EXECUTORCH_QUANTIZED_PATH = "models/mobilenet_v2_quantized_xnnpack.pte"
CALIB_IMAGES_DIR = "calib_images" # <-- put some natural images here
# 1) Load FP32 model
model = models.mobilenet_v2()
model.load_state_dict(torch.load(PYTORCH_MODEL_PATH, map_location="cpu"))
model.eval()
# Example input only defines shapes for export
example_inputs = (torch.randn(1, 3, 224, 224),)
# 2) Configure XNNPACK quantizer (global symmetric config)
qparams = get_symmetric_quantization_config(is_per_channel=True)
quantizer = XNNPACKQuantizer()
quantizer.set_global(qparams)
# 3) Export float model for PT2E and prepare for quantization
exported = torch.export.export(model, example_inputs)
training_ep = exported.module()
prepared = prepare_pt2e(training_ep, quantizer)

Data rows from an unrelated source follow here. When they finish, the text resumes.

//! Stratified-heterogeneity detection.
//!
//! [`GeoDetector`] orchestrates the grouped-mean regressor across single
//! covariates and covariate pairs, scores each fit with R² to obtain q
//! values, assembles the symmetric q matrix, and classifies pairwise
//! interactions.

use crate::dataset::Dataset;
use crate::error::{GeoDetectorError, Result};
use crate::interaction::InteractionType;
use crate::matrix::{InteractionTypeMatrix, QMatrix};
use crate::metrics::r2_score;
use crate::regressor::GroupedMeanRegressor;
use ndarray::ArrayView1;
use rayon::prelude::*;

/// Detector over a borrowed dataset.
///
/// Construction validates every referenced column eagerly; the q methods are
/// pure functions over the dataset, each fitting its own transient regressor.
#[derive(Debug)]
pub struct GeoDetector<'a> {
    data: &'a Dataset,
    x_names: Vec<String>,
    y_name: String,
    tolerance: f64,
}

impl<'a> GeoDetector<'a> {
    /// Create a detector for the given covariates and response.
    ///
    /// # Arguments
    /// * `data` - The dataset holding all referenced columns.
    /// * `x_names` - Ordered, distinct categorical covariate column names.
    /// * `y_name` - Numeric response column name.
    ///
    /// # Errors
    /// `InvalidParameter` when `x_names` is empty or repeats a name,
    /// `MissingColumn` (naming the column) when any referenced column is
    /// absent from the dataset.
    pub fn new(data: &'a Dataset, x_names: &[&str], y_name: &str) -> Result<Self> {
        if x_names.is_empty() {
            return Err(GeoDetectorError::InvalidParameter(
                "at least one covariate name is required".to_string(),
            ));
        }
        for (idx, name) in x_names.iter().enumerate() {
            if x_names[..idx].contains(name) {
                return Err(GeoDetectorError::InvalidParameter(format!(
                    "duplicate covariate name '{}'",
                    name
                )));
            }
        }
        for name in x_names {
            if !data.contains_column(name) {
                return Err(GeoDetectorError::MissingColumn((*name).to_string()));
            }
        }
        if !data.contains_column(y_name) {
            return Err(GeoDetectorError::MissingColumn(y_name.to_string()));
        }

        Ok(Self {
            data,
            x_names: x_names.iter().map(|name| (*name).to_string()).collect(),
            y_name: y_name.to_string(),
            tolerance: 0.0,
        })
    }

    /// Widen the equality band used for the `Independent` interaction type.
    ///
    /// The default of 0.0 demands exact equality between q12 and q1 + q2.
    pub fn with_independence_tolerance(mut self, tolerance: f64) -> Self {
        self.tolerance = tolerance;
        self
    }

    /// Covariate names, in input order.
    pub fn covariate_names(&self) -> &[String] {
        &self.x_names
    }

    /// Response column name.
    pub fn response_name(&self) -> &str {
        &self.y_name
    }

    /// q value of each covariate on its own, in covariate order.
    ///
    /// q = R² of the in-sample grouped-mean predictions; it lies in
    /// (−∞, 1], with 1 meaning the categories fully separate the response
    /// and 0 meaning no explanatory power.
    pub fn single_q_values(&self) -> Result<Vec<(String, f64)>> {
        self.single_qs().map(|qs| {
            self.x_names
                .iter()
                .cloned()
                .zip(qs)
                .collect()
        })
    }

    /// q value of every unordered covariate pair, in combination order.
    ///
    /// Produces n·(n−1)/2 entries for n covariates. Pairs are fitted
    /// independently and in parallel; the output order is deterministic.
    pub fn pairwise_q_values(&self) -> Result<Vec<((String, String), f64)>> {
        self.pairwise_qs().map(|pairs| {
            pairs
                .into_iter()
                .map(|((i, j), q)| {
                    ((self.x_names[i].clone(), self.x_names[j].clone()), q)
                })
                .collect()
        })
    }

    /// Symmetric q matrix: single q on the diagonal, pairwise q off it.
    pub fn interaction_matrix(&self) -> Result<QMatrix> {
        let singles = self.single_qs()?;
        let pairs = self.pairwise_qs()?;
        Ok(self.assemble_q_matrix(&singles, &pairs))
    }

    /// Symmetric q matrix together with the interaction type of every pair.
    ///
    /// # Errors
    /// `UnclassifiableInteraction` when a pair's q value falls on a band
    /// boundary that the classification rule cannot label.
    pub fn interaction_matrix_with_types(
        &self,
    ) -> Result<(QMatrix, InteractionTypeMatrix)> {
        let singles = self.single_qs()?;
        let pairs = self.pairwise_qs()?;
        let matrix = self.assemble_q_matrix(&singles, &pairs);

        let mut types = InteractionTypeMatrix::new(self.x_names.clone());
        for &((i, j), q12) in &pairs {
            let label = InteractionType::classify(singles[i], singles[j], q12, self.tolerance)?;
            types.set_symmetric(i, j, label);
        }

        Ok((matrix, types))
    }

    fn single_qs(&self) -> Result<Vec<f64>> {
        self.x_names
            .iter()
            .map(|name| self.q_for(&[name.as_str()]))
            .collect()
    }

    fn pairwise_qs(&self) -> Result<Vec<((usize, usize), f64)>> {
        combination_pairs(self.x_names.len())
            .into_par_iter()
            .map(|(i, j)| {
                let q = self.q_for(&[self.x_names[i].as_str(), self.x_names[j].as_str()])?;
                Ok(((i, j), q))
            })
            .collect()
    }

    fn assemble_q_matrix(
        &self,
        singles: &[f64],
        pairs: &[((usize, usize), f64)],
    ) -> QMatrix {
        let mut matrix = QMatrix::new(self.x_names.clone());
        for (i, &q) in singles.iter().enumerate() {
            matrix.set_symmetric(i, i, q);
        }
        for &((i, j), q) in pairs {
            matrix.set_symmetric(i, j, q);
        }
        matrix
    }

    /// Fit a transient grouped-mean regressor on the named covariate columns
    /// and score the in-sample predictions against the response.
    fn q_for(&self, names: &[&str]) -> Result<f64> {
        let columns: Vec<ArrayView1<'_, f64>> = names
            .iter()
            .map(|name| {
                self.data
                    .column(name)
                    .ok_or_else(|| GeoDetectorError::MissingColumn((*name).to_string()))
            })
            .collect::<Result<_>>()?;
        let response = self
            .data
            .column(&self.y_name)
            .ok_or_else(|| GeoDetectorError::MissingColumn(self.y_name.clone()))?;

        let mut regressor = GroupedMeanRegressor::new();
        regressor.fit(&columns, &response)?;
        let predictions = regressor.predict(&columns)?;
        r2_score(&response, &predictions.view())
    }
}

/// All index pairs (i, j) with i < j, in row-major combination order.
fn combination_pairs(n: usize) -> Vec<(usize, usize)> {
    let mut pairs = Vec::with_capacity(n * n.saturating_sub(1) / 2);
    for i in 0..n {
        for j in (i + 1)..n {
            pairs.push((i, j));
        }
    }
    pairs
}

# 4) Calibration with REAL images using SAME preprocessing as inference
calib_transform = transforms.Compose([
transforms.Resize(256),
transforms.CenterCrop(224),
transforms.ToTensor(),
transforms.Normalize(mean=[0.485, 0.456, 0.406],
std=[0.229, 0.224, 0.225]),
])
calib_dataset = datasets.ImageFolder(CALIB_IMAGES_DIR,
transform=calib_transform)
calib_loader = torch.utils.data.DataLoader(
calib_dataset, batch_size=1, shuffle=True
)
print(f"Calibrating on {len(calib_dataset)} images from {CALIB_IMAGES_DIR}...")
num_calib = min(100, len(calib_dataset)) # or adjust
with torch.no_grad():
for i, (calib_img, _) in enumerate(calib_loader):
if i >= num_calib:
break
prepared(calib_img)
# 5) Convert calibrated model to quantized model
quantized_model = convert_pt2e(prepared)
# 6) Export quantized model and lower to XNNPACK, then to ExecuTorch
exported_quant = export(quantized_model, example_inputs)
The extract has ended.